**Aim of the exercise**
Beginning with the first line, transcribe the entries below exactly through the line containing "let key = pid.decode();", inclusive.

──────────

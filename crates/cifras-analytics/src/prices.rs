//! Multi-series fetch: the raw or month-averaged series of several products,
//! each annotated with its catalog context.

use cifras_core::{
  Error, Result,
  catalog::Product,
  series::{DateRange, Pid, Point},
  store::SeriesStore,
};
use serde::Serialize;

use crate::{monthly::to_monthly, reader::Reader};

#[derive(Debug, Clone, Serialize)]
pub struct ProductSeries {
  #[serde(flatten)]
  pub product: Product,
  pub points:  Vec<Point>,
}

/// Fetch every product in `pids`. Unknown ids are a `NotFound`: unlike the
/// derived indices there is nothing to compute, only the catalog to consult.
pub async fn fetch<S: SeriesStore>(
  reader: Reader<'_, S>,
  pids: &[Pid],
  window: DateRange,
  monthly: bool,
) -> Result<Vec<ProductSeries>> {
  if pids.is_empty() {
    return Err(Error::bad_request("at least one product id is required"));
  }
  let mut out = Vec::with_capacity(pids.len());
  for &pid in pids {
    out.push(one(reader, pid, window, monthly).await?);
  }
  Ok(out)
}

pub async fn one<S: SeriesStore>(
  reader: Reader<'_, S>,
  pid: Pid,
  window: DateRange,
  monthly: bool,
) -> Result<ProductSeries> {
  let key = pid.decode();
  let product = reader
    .product(key)
    .await?
    .ok_or_else(|| Error::not_found(format!("producto {pid}")))?;
  let points = if monthly {
    // Widen so the first month averages over all of its days, then clip.
    let raw = reader.series(key, window.widen_to_month_start()).await?;
    to_monthly(&raw, product.periodicity)
      .into_iter()
      .filter(|p| window.contains(p.date))
      .collect()
  } else {
    reader.series(key, window).await?
  };
  Ok(ProductSeries { product, points })
}
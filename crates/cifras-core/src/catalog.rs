//! Catalog entities, the reference data observations hang off.
//!
//! Families and sub-families form a two-level taxonomy over variables.
//! A [`Maestro`] row declares that a variable is tracked for a country; every
//! observation must point at one.

use serde::{Deserialize, Serialize};

use crate::series::{Periodicity, Pid, SeriesKey};

// ─── Taxonomy ────────────────────────────────────────────────────────────────

#[derive(Debug, Clone, PartialEq, Eq, Serialize, Deserialize)]
pub struct Family {
  pub id:   i64,
  pub name: String,
}

/// Input to create or rename a [`Family`].
#[derive(Debug, Clone, Deserialize)]
pub struct NewFamily {
  pub name: String,
}

#[derive(Debug, Clone, PartialEq, Eq, Serialize, Deserialize)]
pub struct SubFamily {
  pub id:        i64,
  pub name:      String,
  pub family_id: i64,
}

#[derive(Debug, Clone, Deserialize)]
pub struct NewSubFamily {
  pub name:      String,
  pub family_id: i64,
}

/// Small enumeration such as "original" or "seasonally adjusted".
#[derive(Debug, Clone, PartialEq, Eq, Serialize, Deserialize)]
pub struct SeriesType {
  pub id:   i64,
  pub name: String,
}

// ─── Variables ───────────────────────────────────────────────────────────────

/// Whether a price series is expressed in current or constant money. Drives
/// CPI deflation in the DCP engine.
#[derive(Debug, Clone, Copy, PartialEq, Eq, Hash, Serialize, Deserialize)]
pub enum Valuation {
  #[serde(rename = "n")]
  Nominal,
  #[serde(rename = "r")]
  Real,
}

impl Valuation {
  pub fn code(self) -> &'static str {
    match self {
      Self::Nominal => "n",
      Self::Real => "r",
    }
  }

  pub fn from_code(code: &str) -> Option<Self> {
    match code.trim() {
      "n" | "N" => Some(Self::Nominal),
      "r" | "R" => Some(Self::Real),
      _ => None,
    }
  }
}

/// Declared denomination of a variable. Drives FX selection.
#[derive(Debug, Clone, Copy, PartialEq, Eq, Hash, Serialize, Deserialize)]
#[serde(rename_all = "lowercase")]
pub enum Currency {
  Usd,
  Eur,
  Uyu,
}

impl Currency {
  pub fn code(self) -> &'static str {
    match self {
      Self::Usd => "usd",
      Self::Eur => "eur",
      Self::Uyu => "uyu",
    }
  }

  pub fn from_code(code: &str) -> Option<Self> {
    match code.trim().to_ascii_lowercase().as_str() {
      "usd" => Some(Self::Usd),
      "eur" => Some(Self::Eur),
      "uyu" => Some(Self::Uyu),
      _ => None,
    }
  }
}

/// The semantic measure (CPI, USD/LC, policy rate, tenor-k yield, a product
/// price).
#[derive(Debug, Clone, PartialEq, Serialize, Deserialize)]
pub struct Variable {
  pub id:              i64,
  pub name:            String,
  pub subfamily_id:    i64,
  pub nominal_or_real: Option<Valuation>,
  pub currency:        Option<Currency>,
  pub series_type_id:  Option<i64>,
}

/// Input to create or update a [`Variable`]. `id` is honoured on create when
/// supplied (deployments pin well-known ids such as the curve tenors);
/// otherwise the store assigns one.
#[derive(Debug, Clone, Deserialize)]
pub struct NewVariable {
  #[serde(default)]
  pub id:              Option<i64>,
  pub name:            String,
  pub subfamily_id:    i64,
  #[serde(default)]
  pub nominal_or_real: Option<Valuation>,
  #[serde(default)]
  pub currency:        Option<Currency>,
  #[serde(default)]
  pub series_type_id:  Option<i64>,
}

// ─── Countries ───────────────────────────────────────────────────────────────

/// Keyed by an ISO-numeric-style integer (858 = Uruguay, 32 = Argentina, …).
#[derive(Debug, Clone, PartialEq, Eq, Serialize, Deserialize)]
pub struct Country {
  pub id:   i64,
  pub name: String,
}

// ─── Maestro ─────────────────────────────────────────────────────────────────

/// The mutable attributes of a Maestro declaration.
#[derive(Debug, Clone, PartialEq, Serialize, Deserialize)]
pub struct MaestroFields {
  pub periodicity: Periodicity,
  #[serde(default)]
  pub source:      Option<String>,
  #[serde(default = "default_active")]
  pub active:      bool,
  #[serde(default)]
  pub link:        Option<String>,
  #[serde(default)]
  pub script:      Option<String>,
  #[serde(default)]
  pub notes:       Option<String>,
  /// Legacy `categoria` attribute; carried opaquely.
  #[serde(default)]
  pub category:    Option<String>,
  /// Legacy `tipo` attribute; carried opaquely.
  #[serde(default)]
  pub kind:        Option<String>,
}

fn default_active() -> bool { true }

impl MaestroFields {
  pub fn new(periodicity: Periodicity) -> Self {
    Self {
      periodicity,
      source: None,
      active: true,
      link: None,
      script: None,
      notes: None,
      category: None,
      kind: None,
    }
  }
}

/// Declares that `variable_id` is tracked for `country_id`. The pair is the
/// primary key.
#[derive(Debug, Clone, PartialEq, Serialize, Deserialize)]
pub struct Maestro {
  pub variable_id: i64,
  pub country_id:  i64,
  #[serde(flatten)]
  pub fields:      MaestroFields,
}

impl Maestro {
  pub fn new(key: SeriesKey, fields: MaestroFields) -> Self {
    Self {
      variable_id: key.variable_id,
      country_id: key.country_id,
      fields,
    }
  }

  pub fn key(&self) -> SeriesKey { SeriesKey::new(self.variable_id, self.country_id) }

  pub fn pid(&self) -> Pid { self.key().pid() }
}

/// One variable declared for many countries at once.
#[derive(Debug, Clone, Deserialize)]
pub struct MaestroBulk {
  pub variable_id: i64,
  pub country_ids: Vec<i64>,
  #[serde(flatten)]
  pub fields:      MaestroFields,
}

/// Filters for [`crate::store::SeriesStore::list_maestros`].
#[derive(Debug, Clone, Default, Deserialize)]
pub struct MaestroFilter {
  pub variable_id: Option<i64>,
  pub country_id:  Option<i64>,
  pub active:      Option<bool>,
}

// ─── Graphs ──────────────────────────────────────────────────────────────────

/// A named UI preset; its country filter restricts which countries a view
/// shows.
#[derive(Debug, Clone, PartialEq, Eq, Serialize, Deserialize)]
pub struct Graph {
  pub id:       i64,
  pub name:     String,
  pub selector: Option<String>,
}

#[derive(Debug, Clone, Deserialize)]
pub struct NewGraph {
  pub name:     String,
  #[serde(default)]
  pub selector: Option<String>,
}

// ─── Products ────────────────────────────────────────────────────────────────

/// A Maestro row joined with its variable, country and taxonomy; the unit
/// the price and DCP endpoints work on.
#[derive(Debug, Clone, PartialEq, Serialize, Deserialize)]
pub struct Product {
  pub pid:             Pid,
  pub variable_id:     i64,
  pub country_id:      i64,
  pub name:            String,
  pub country:         String,
  pub family:          String,
  pub subfamily:       String,
  pub periodicity:     Periodicity,
  pub currency:        Option<Currency>,
  pub nominal_or_real: Option<Valuation>,
  pub active:          bool,
  pub source:          Option<String>,
}

impl Product {
  pub fn key(&self) -> SeriesKey { SeriesKey::new(self.variable_id, self.country_id) }

  /// `"<variable> (<country>)"`, the label used in reports.
  pub fn label(&self) -> String { format!("{} ({})", self.name, self.country) }
}
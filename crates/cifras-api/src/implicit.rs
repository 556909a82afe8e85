//! Handlers for implicit (breakeven) inflation.
//!
//! | Method | Path | Notes |
//! |--------|------|-------|
//! | `GET`  | `/inflacion-implicita/fechas` | Newest first |
//! | `GET`  | `/inflacion-implicita/curva` | Optional `fecha` |
//! | `GET`  | `/inflacion-implicita/evolucion` | `plazos[]` in years, `date_from`, `date_to` |
//! | `GET`  | `/inflacion-implicita/plazos` | Static tenor list |

use axum::{Json, extract::State};
use chrono::NaiveDate;
use cifras_analytics::implicit::{self, ImplicitCurve, ImplicitSeries, ImplicitTenor};
use cifras_core::store::SeriesStore;
use serde::Serialize;

use crate::{ApiState, error::ApiError, params::Params};

pub async fn dates<S>(State(state): State<ApiState<S>>) -> Result<Json<Vec<NaiveDate>>, ApiError>
where
  S: SeriesStore + 'static,
{
  Ok(Json(implicit::dates(state.reader(), state.analytics.home_country).await?))
}

/// `GET /inflacion-implicita/curva[?fecha=..]`
pub async fn curve<S>(
  State(state): State<ApiState<S>>,
  params: Params,
) -> Result<Json<ImplicitCurve>, ApiError>
where
  S: SeriesStore + 'static,
{
  let date = params.date("fecha")?;
  Ok(Json(implicit::curve(state.reader(), state.analytics.home_country, date).await?))
}

/// `GET /inflacion-implicita/evolucion[?plazos[]=..][&date_from=..][&date_to=..]`
pub async fn evolution<S>(
  State(state): State<ApiState<S>>,
  params: Params,
) -> Result<Json<Vec<ImplicitSeries>>, ApiError>
where
  S: SeriesStore + 'static,
{
  let years: Vec<i64> = params.parse_list("plazos")?;
  let window = params.window()?;
  Ok(Json(
    implicit::evolution(state.reader(), state.analytics.home_country, &years, window).await?,
  ))
}

#[derive(Debug, Serialize)]
pub struct TenorInfo {
  #[serde(flatten)]
  pub tenor: ImplicitTenor,
  pub label: String,
}

pub async fn tenors() -> Json<Vec<TenorInfo>> {
  Json(
    implicit::all_tenors()
      .into_iter()
      .map(|t| TenorInfo { label: t.label(), tenor: t })
      .collect(),
  )
}
//! Encoding and decoding helpers between domain types and the plain-text
//! representations stored in SQLite columns.
//!
//! Dates are stored as `YYYY-MM-DD` text so lexicographic order is calendar
//! order. Enumerations are stored as their short codes.

use chrono::NaiveDate;
use cifras_core::{
  catalog::{Currency, Maestro, MaestroFields, Product, Valuation, Variable},
  series::{Periodicity, Pid, SeriesKey, parse_date},
};

use crate::{Error, Result};

// ─── Dates ───────────────────────────────────────────────────────────────────

/// Sorts below every stored date.
pub const DATE_FLOOR: &str = "0000-00-00";
/// Sorts above every stored date, including datetime-formatted ones.
pub const DATE_CEILING: &str = "9999-99-99";

pub fn encode_date(d: NaiveDate) -> String { d.format("%Y-%m-%d").to_string() }

/// Decode a stored date. Datetime strings are truncated to their date part.
pub fn decode_date(s: &str) -> Result<NaiveDate> {
  parse_date(s).map_err(|_| Error::DateParse(s.to_owned()))
}

/// Inclusive lower bound as a column comparand.
pub fn lower_bound(from: Option<NaiveDate>) -> String {
  from.map(encode_date).unwrap_or_else(|| DATE_FLOOR.to_owned())
}

/// Exclusive upper bound: the day after `to`, so rows stored as
/// `YYYY-MM-DD hh:mm:ss` on the last day still match.
pub fn upper_bound(to: Option<NaiveDate>) -> String {
  to.and_then(|t| t.succ_opt())
    .map(encode_date)
    .unwrap_or_else(|| DATE_CEILING.to_owned())
}

// ─── Enumerations ────────────────────────────────────────────────────────────

pub fn decode_periodicity(s: &str) -> Result<Periodicity> {
  Periodicity::from_code(s).ok_or_else(|| Error::Decode(format!("periodicity {s:?}")))
}

pub fn decode_valuation(s: Option<String>) -> Result<Option<Valuation>> {
  match s.as_deref().map(str::trim) {
    None | Some("") => Ok(None),
    Some(code) => Valuation::from_code(code)
      .map(Some)
      .ok_or_else(|| Error::Decode(format!("nominal_or_real {code:?}"))),
  }
}

pub fn decode_currency(s: Option<String>) -> Result<Option<Currency>> {
  match s.as_deref().map(str::trim) {
    None | Some("") => Ok(None),
    Some(code) => Currency::from_code(code)
      .map(Some)
      .ok_or_else(|| Error::Decode(format!("currency {code:?}"))),
  }
}

// ─── Raw rows ────────────────────────────────────────────────────────────────

/// Column list matching [`RawVariable::from_row`].
pub const VARIABLE_COLUMNS: &str =
  "id, name, subfamily_id, nominal_or_real, currency, series_type_id";

pub struct RawVariable {
  pub id:              i64,
  pub name:            String,
  pub subfamily_id:    i64,
  pub nominal_or_real: Option<String>,
  pub currency:        Option<String>,
  pub series_type_id:  Option<i64>,
}

impl RawVariable {
  pub fn from_row(row: &rusqlite::Row<'_>) -> rusqlite::Result<Self> {
    Ok(Self {
      id:              row.get(0)?,
      name:            row.get(1)?,
      subfamily_id:    row.get(2)?,
      nominal_or_real: row.get(3)?,
      currency:        row.get(4)?,
      series_type_id:  row.get(5)?,
    })
  }

  pub fn into_variable(self) -> Result<Variable> {
    Ok(Variable {
      id:              self.id,
      name:            self.name,
      subfamily_id:    self.subfamily_id,
      nominal_or_real: decode_valuation(self.nominal_or_real)?,
      currency:        decode_currency(self.currency)?,
      series_type_id:  self.series_type_id,
    })
  }
}

/// Column list matching [`RawMaestro::from_row`].
pub const MAESTRO_COLUMNS: &str = "variable_id, country_id, periodicity, source, \
  active, link, script, notes, category, kind";

pub struct RawMaestro {
  pub variable_id: i64,
  pub country_id:  i64,
  pub periodicity: String,
  pub source:      Option<String>,
  pub active:      bool,
  pub link:        Option<String>,
  pub script:      Option<String>,
  pub notes:       Option<String>,
  pub category:    Option<String>,
  pub kind:        Option<String>,
}

impl RawMaestro {
  pub fn from_row(row: &rusqlite::Row<'_>) -> rusqlite::Result<Self> {
    Ok(Self {
      variable_id: row.get(0)?,
      country_id:  row.get(1)?,
      periodicity: row.get(2)?,
      source:      row.get(3)?,
      active:      row.get(4)?,
      link:        row.get(5)?,
      script:      row.get(6)?,
      notes:       row.get(7)?,
      category:    row.get(8)?,
      kind:        row.get(9)?,
    })
  }

  pub fn into_maestro(self) -> Result<Maestro> {
    Ok(Maestro::new(
      SeriesKey::new(self.variable_id, self.country_id),
      MaestroFields {
        periodicity: decode_periodicity(&self.periodicity)?,
        source:      self.source,
        active:      self.active,
        link:        self.link,
        script:      self.script,
        notes:       self.notes,
        category:    self.category,
        kind:        self.kind,
      },
    ))
  }
}

/// Select list (with its joins) matching [`RawProduct::from_row`].
pub const PRODUCT_SELECT: &str = "
  SELECT m.variable_id, m.country_id, v.name, c.name, f.name, s.name,
         m.periodicity, v.currency, v.nominal_or_real, m.active, m.source
  FROM maestros m
  JOIN variables   v ON v.id = m.variable_id
  JOIN countries   c ON c.id = m.country_id
  JOIN subfamilies s ON s.id = v.subfamily_id
  JOIN families    f ON f.id = s.family_id";

pub struct RawProduct {
  pub variable_id:     i64,
  pub country_id:      i64,
  pub name:            String,
  pub country:         String,
  pub family:          String,
  pub subfamily:       String,
  pub periodicity:     String,
  pub currency:        Option<String>,
  pub nominal_or_real: Option<String>,
  pub active:          bool,
  pub source:          Option<String>,
}

impl RawProduct {
  pub fn from_row(row: &rusqlite::Row<'_>) -> rusqlite::Result<Self> {
    Ok(Self {
      variable_id:     row.get(0)?,
      country_id:      row.get(1)?,
      name:            row.get(2)?,
      country:         row.get(3)?,
      family:          row.get(4)?,
      subfamily:       row.get(5)?,
      periodicity:     row.get(6)?,
      currency:        row.get(7)?,
      nominal_or_real: row.get(8)?,
      active:          row.get(9)?,
      source:          row.get(10)?,
    })
  }

  pub fn into_product(self) -> Result<Product> {
    let key = SeriesKey::new(self.variable_id, self.country_id);
    Ok(Product {
      pid:             Pid::encode(key),
      variable_id:     self.variable_id,
      country_id:      self.country_id,
      name:            self.name,
      country:         self.country,
      family:          self.family,
      subfamily:       self.subfamily,
      periodicity:     decode_periodicity(&self.periodicity)?,
      currency:        decode_currency(self.currency)?,
      nominal_or_real: decode_valuation(self.nominal_or_real)?,
      active:          self.active,
      source:          self.source,
    })
  }
}
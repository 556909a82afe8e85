//! JSON REST API for Cifras.
//!
//! Exposes axum [`Router`]s backed by any [`cifras_core::store::SeriesStore`]:
//! [`api_router`] for the public read surface and [`admin_router`] for the
//! catalog CRUD. Sessions, the network guard and transport concerns are the
//! caller's responsibility.
//!
//! # Mounting
//!
//! ```rust,ignore
//! .nest("/api", cifras_api::api_router(state.clone()))
//! .nest("/api/admin", cifras_api::admin_router(state).layer(guard))
//! ```

pub mod admin;
pub mod curves;
pub mod dcp;
pub mod dollars;
pub mod error;
pub mod export;
pub mod implicit;
pub mod params;
pub mod policy;
pub mod products;
pub mod tenders;
pub mod ticker;

use std::sync::Arc;

use axum::{
  Router,
  http::header,
  response::{IntoResponse, Response},
  routing::{get, post},
};
use cifras_analytics::{AnalyticsConfig, Reader};
use cifras_core::store::SeriesStore;

pub use error::ApiError;
pub use params::Params;

// ─── Application state ────────────────────────────────────────────────────────

/// Shared state threaded through every handler.
pub struct ApiState<S> {
  pub store:     Arc<S>,
  pub analytics: Arc<AnalyticsConfig>,
}

impl<S> Clone for ApiState<S> {
  fn clone(&self) -> Self {
    Self { store: Arc::clone(&self.store), analytics: Arc::clone(&self.analytics) }
  }
}

impl<S: SeriesStore> ApiState<S> {
  pub fn new(store: Arc<S>, analytics: Arc<AnalyticsConfig>) -> Self { Self { store, analytics } }

  pub fn reader(&self) -> Reader<'_, S> { Reader::new(self.store.as_ref()) }
}

/// An `.xlsx` download.
pub fn xlsx_attachment(filename: &str, bytes: Vec<u8>) -> Response {
  (
    [
      (header::CONTENT_TYPE, cifras_xlsx::CONTENT_TYPE.to_owned()),
      (header::CONTENT_DISPOSITION, format!("attachment; filename=\"{filename}\"")),
    ],
    bytes,
  )
    .into_response()
}

// ─── Routers ──────────────────────────────────────────────────────────────────

/// Build the public read API for `state`.
///
/// The returned `Router<()>` can be nested into any parent router regardless
/// of its own state type.
pub fn api_router<S>(state: ApiState<S>) -> Router<()>
where
  S: SeriesStore + 'static,
{
  Router::new()
    .route("/ticker/ticker", get(ticker::handler::<S>))
    // Products and prices
    .route("/products", get(products::list::<S>))
    .route("/products/prices", get(products::prices::<S>))
    .route("/cotizaciones", get(products::quotes::<S>))
    // DCP
    .route("/variations", get(dcp::variations::<S>))
    .route("/variations/export", get(dcp::variations_export::<S>))
    .route("/dcp/indices", get(dcp::indices::<S>))
    // Dollar inflation
    .route("/inflacion-dolares", get(dollars::index::<S>))
    .route("/inflacion-dolares/export", get(dollars::export::<S>))
    // Yield curves
    .route("/yield-curve/dates", get(curves::dates::<S>))
    .route("/yield-curve/data", get(curves::data::<S>))
    .route("/yield-curve/table", get(curves::table::<S>))
    .route("/yield-curve/timeseries", get(curves::timeseries::<S>))
    // Implicit inflation
    .route("/inflacion-implicita/fechas", get(implicit::dates::<S>))
    .route("/inflacion-implicita/curva", get(implicit::curve::<S>))
    .route("/inflacion-implicita/evolucion", get(implicit::evolution::<S>))
    .route("/inflacion-implicita/plazos", get(implicit::tenors))
    // Tenders
    .route("/licitaciones/fechas", get(tenders::auctions::<S>))
    .route("/licitaciones/licitacion", get(tenders::auction::<S>))
    .route("/licitaciones/bevsa", get(tenders::reference::<S>))
    .route("/licitaciones/ultimas", get(tenders::last::<S>))
    .route("/licitaciones/curva-bevsa", get(tenders::curve::<S>))
    .route("/licitaciones/historico-bevsa", get(tenders::history::<S>))
    .route("/licitaciones/reporte", get(tenders::report::<S>))
    // Monetary policy
    .route("/politica-monetaria", get(policy::dashboard::<S>))
    .route("/politica-monetaria/series/tpm", get(policy::tpm::<S>))
    .route("/politica-monetaria/series/expectativas", get(policy::expectations::<S>))
    .route("/politica-monetaria/series/embi", get(policy::embi::<S>))
    .route("/politica-monetaria/series/monedas", get(policy::currencies::<S>))
    // Tidy export
    .route("/export/families", get(export::families::<S>))
    .route("/export/subfamilies", get(export::subfamilies::<S>))
    .route("/export/variables", get(export::variables::<S>))
    .route("/export/countries", get(export::countries::<S>))
    .route("/export/preview", get(export::preview::<S>))
    .route("/export/download", get(export::download::<S>))
    .with_state(state)
}

/// Build the catalog CRUD API. Callers must put it behind the admin guard.
pub fn admin_router<S>(state: ApiState<S>) -> Router<()>
where
  S: SeriesStore + 'static,
{
  Router::new()
    .route("/series-types", get(admin::series_types::<S>))
    // Families
    .route("/families", get(admin::list_families::<S>).post(admin::create_family::<S>))
    .route(
      "/families/{id}",
      get(admin::get_family::<S>).put(admin::update_family::<S>).delete(admin::delete_family::<S>),
    )
    // Sub-families
    .route("/subfamilies", get(admin::list_subfamilies::<S>).post(admin::create_subfamily::<S>))
    .route(
      "/subfamilies/{id}",
      get(admin::get_subfamily::<S>)
        .put(admin::update_subfamily::<S>)
        .delete(admin::delete_subfamily::<S>),
    )
    // Variables
    .route("/variables", get(admin::list_variables::<S>).post(admin::create_variable::<S>))
    .route(
      "/variables/{id}",
      get(admin::get_variable::<S>)
        .put(admin::update_variable::<S>)
        .delete(admin::delete_variable::<S>),
    )
    // Countries
    .route("/countries", get(admin::list_countries::<S>).post(admin::create_country::<S>))
    .route(
      "/countries/{id}",
      get(admin::get_country::<S>).put(admin::update_country::<S>).delete(admin::delete_country::<S>),
    )
    // Maestro
    .route("/maestros", get(admin::list_maestros::<S>).post(admin::create_maestro::<S>))
    .route("/maestros/bulk", post(admin::create_maestros::<S>))
    .route(
      "/maestros/{variable_id}/{country_id}",
      get(admin::get_maestro::<S>).put(admin::update_maestro::<S>).delete(admin::delete_maestro::<S>),
    )
    // Graphs
    .route("/graphs", get(admin::list_graphs::<S>).post(admin::create_graph::<S>))
    .route(
      "/graphs/{id}",
      get(admin::get_graph::<S>).put(admin::update_graph::<S>).delete(admin::delete_graph::<S>),
    )
    .route(
      "/graphs/{id}/countries",
      get(admin::graph_countries::<S>).put(admin::replace_graph_countries::<S>),
    )
    // Derived batches
    .route("/implicit-inflation/recompute", post(admin::recompute_implicit::<S>))
    .with_state(state)
}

──────────

**Written solution**
filename crates/cifras-analytics/src/prices.rs
//! Multi-series fetch: the raw or month-averaged series of several products,
//! each annotated with its catalog context.

use cifras_core::{
  Error, Result,
  catalog::Product,
  series::{DateRange, Pid, Point},
  store::SeriesStore,
};
use serde::Serialize;

use crate::{monthly::to_monthly, reader::Reader};

#[derive(Debug, Clone, Serialize)]
pub struct ProductSeries {
  #[serde(flatten)]
  pub product: Product,
  pub points:  Vec<Point>,
}

/// Fetch every product in `pids`. Unknown ids are a `NotFound`: unlike the
/// derived indices there is nothing to compute, only the catalog to consult.
pub async fn fetch<S: SeriesStore>(
  reader: Reader<'_, S>,
  pids: &[Pid],
  window: DateRange,
  monthly: bool,
) -> Result<Vec<ProductSeries>> {
  if pids.is_empty() {
    return Err(Error::bad_request("at least one product id is required"));
  }
  let mut out = Vec::with_capacity(pids.len());
  for &pid in pids {
    out.push(one(reader, pid, window, monthly).await?);
  }
  Ok(out)
}

pub async fn one<S: SeriesStore>(
  reader: Reader<'_, S>,
  pid: Pid,
  window: DateRange,
  monthly: bool,
) -> Result<ProductSeries> {
  let key = pid.decode();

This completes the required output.